Shreya Gupta
On August 21, 2025, the Supreme Court is hearing a Presidential reference under Article 143. The reference arises from the Court’s April ruling on gubernatorial and presidential timelines for bills. During the proceedings, the Union was pressed on whether courts would be “powerless” if a Governor sits on a bill for years. The matter is being heard by a Constitution Bench led by Chief Justice of India (CJI) B.R. Gavai, along with Justices Surya Kant, Vikram Nath, P.S. Narasimha, and Atul S. Chandurkar.
The Bench’s concern followed the Centre’s stance, argued by Solicitor General Tushar Mehta, that some problems are to be resolved through the political process and that Governors can decline to act, with remedies lying in democratic, not judicial, mechanisms.
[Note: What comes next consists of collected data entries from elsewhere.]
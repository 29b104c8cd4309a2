//! OSDU CLI Library
//!
//! Command-line interface for moving an object-store corpus into an OSDU data platform.
//!
//! # Overview
//!
//! Each pipeline stage is its own subcommand and reads the previous stage's artifact:
//!
//! - **Inventory**: list the container (`osdu inventory`)
//! - **Processing**: classify the raw inventory (`osdu process`)
//! - **Coverage**: compare categories with the schema catalog (`osdu assess-coverage`)
//! - **Manifests**: build manifests for ready files (`osdu generate-manifests`)
//! - **Ingestion**: upload manifests with content (`osdu ingest`)
//! - **Datasets**: bulk register or delete datasets (`osdu register-datasets`, `osdu delete-datasets`)
//! - **Pipeline**: every stage in one go (`osdu run`)

#![deny(clippy::unwrap_used, clippy::expect_used)]

pub mod commands;
pub mod error;
pub mod progress;

// Re-export commonly used types
pub use error::{CliError, Result};

use clap::{Parser, Subcommand};
use std::path::PathBuf;

/// OSDU ingest - inventory, classify and ingest object-store files
#[derive(Parser, Debug)]
#[command(name = "osdu")]
#[command(author, version, about, long_about = None)]
#[command(arg_required_else_help = true)]
pub struct Cli {
    /// Subcommand to execute
    #[command(subcommand)]
    pub command: Commands,

    /// Verbose output
    #[arg(short, long, global = true)]
    pub verbose: bool,

    /// Configuration file (defaults to ./config.json when present)
    #[arg(short, long, env = "OSDU_CONFIG", global = true)]
    pub config: Option<PathBuf>,

    /// Directory for generated artifacts (overrides the configuration)
    #[arg(short, long, global = true)]
    pub output_dir: Option<PathBuf>,
}

/// Available CLI commands
#[derive(Subcommand, Debug)]
pub enum Commands {
    /// List every object under a prefix and write the raw inventory
    Inventory {
        /// Root prefix to walk
        #[arg(short, long, default_value = "")]
        prefix: String,

        /// Output file (defaults to <output-dir>/blob_inventory.json)
        #[arg(long)]
        output: Option<PathBuf>,
    },

    /// Classify a raw inventory into the categorized CSV and kinds summary
    Process {
        /// Raw inventory JSON (defaults to <output-dir>/blob_inventory.json)
        #[arg(short, long)]
        input: Option<PathBuf>,
    },

    /// Report how much of the inventory the schema catalog covers
    AssessCoverage {
        /// Categorized inventory CSV (defaults to <output-dir>/categorized_inventory.csv)
        #[arg(short, long)]
        inventory: Option<PathBuf>,

        /// Directory of schema definition files
        #[arg(long, conflicts_with = "schemas_file")]
        schemas_dir: Option<PathBuf>,

        /// JSON file listing schema kinds
        #[arg(long)]
        schemas_file: Option<PathBuf>,
    },

    /// Build manifests for every ready file
    GenerateManifests {
        /// Categorized inventory CSV (defaults to <output-dir>/categorized_inventory.csv)
        #[arg(short, long)]
        inventory: Option<PathBuf>,

        /// Grouping of records into manifests (record, entity)
        #[arg(short, long, default_value = "record")]
        group_by: String,
    },

    /// Upload manifests with their file content
    Ingest {
        /// Manifest map or generated manifests (defaults to <output-dir>/generated_manifests.json)
        #[arg(short, long)]
        manifests: Option<PathBuf>,

        /// Raw inventory restricting and ordering the uploads
        #[arg(short, long)]
        inventory: Option<PathBuf>,

        /// Report what would be uploaded without contacting the platform
        #[arg(long)]
        dry_run: bool,
    },

    /// Register one dataset per uploaded file
    RegisterDatasets {
        /// Upload results JSON
        #[arg(short, long)]
        input: PathBuf,

        /// Legal tag applied to every dataset
        #[arg(short, long, env = "OSDU_LEGAL_TAG")]
        legal_tag: String,

        /// Output file (defaults to <output-dir>/register_results.json)
        #[arg(long)]
        output: Option<PathBuf>,
    },

    /// Delete the datasets created by a registration run
    DeleteDatasets {
        /// Registration results JSON
        #[arg(short, long)]
        input: PathBuf,

        /// Output file (defaults to <output-dir>/delete_results.json)
        #[arg(long)]
        output: Option<PathBuf>,
    },

    /// Run the full pipeline
    Run {
        /// Root prefix to walk
        #[arg(short, long, default_value = "")]
        prefix: String,

        /// Grouping of records into manifests (record, entity)
        #[arg(short, long, default_value = "record")]
        group_by: String,

        /// Simulate the ingest stage
        #[arg(long)]
        dry_run: bool,
    },
}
The April judgment in The State of Tamil Nadu v. The Governor of Tamil Nadu & Anr had held that Article 200 cannot be read to permit indefinite delay, that the Governor must act within a reasonable time, and that even under Article 201 the President’s decision-making is judicially reviewable and ordinarily within three months. The President has now referred fourteen questions, including whether the Court can devise procedures where the Constitution is silent and whether imposing time limits encroaches on the discretionary space of the President and Governors.
In arguments, the Court noted that allowing indefinite withholding of assent would place an elected government at the “whims and fancies” of an unelected Governor, and that the decision-making process, not merely the final decision falls within judicial review.
The SG full form countered that prescribing timelines would amount to rewriting the Constitution;, questioned reliance on the Sarkaria and Punchhi Commissions; and analogies were drawn to cases like P. Ramachandra Rao to resist judicially fixed limits.
He stressed separation of powers, warned of multi-level challenges if timelines are judicially crafted, and argued that “deemed assent” would wrongly substitute the Court for a constitutional functionary, adding that Article 142 cannot amend the Constitution. The Bench queried safeguards against “unlimited” gubernatorial inaction, pointed to pending petitions from multiple States, and discussed justiciability of inaction versus assent. Additional issues, such as Article 131 suits for Union- State disputes, were flagged, with counsel including the Attorney General and senior advocates participating.
The matter is to continue on 26th August 2025.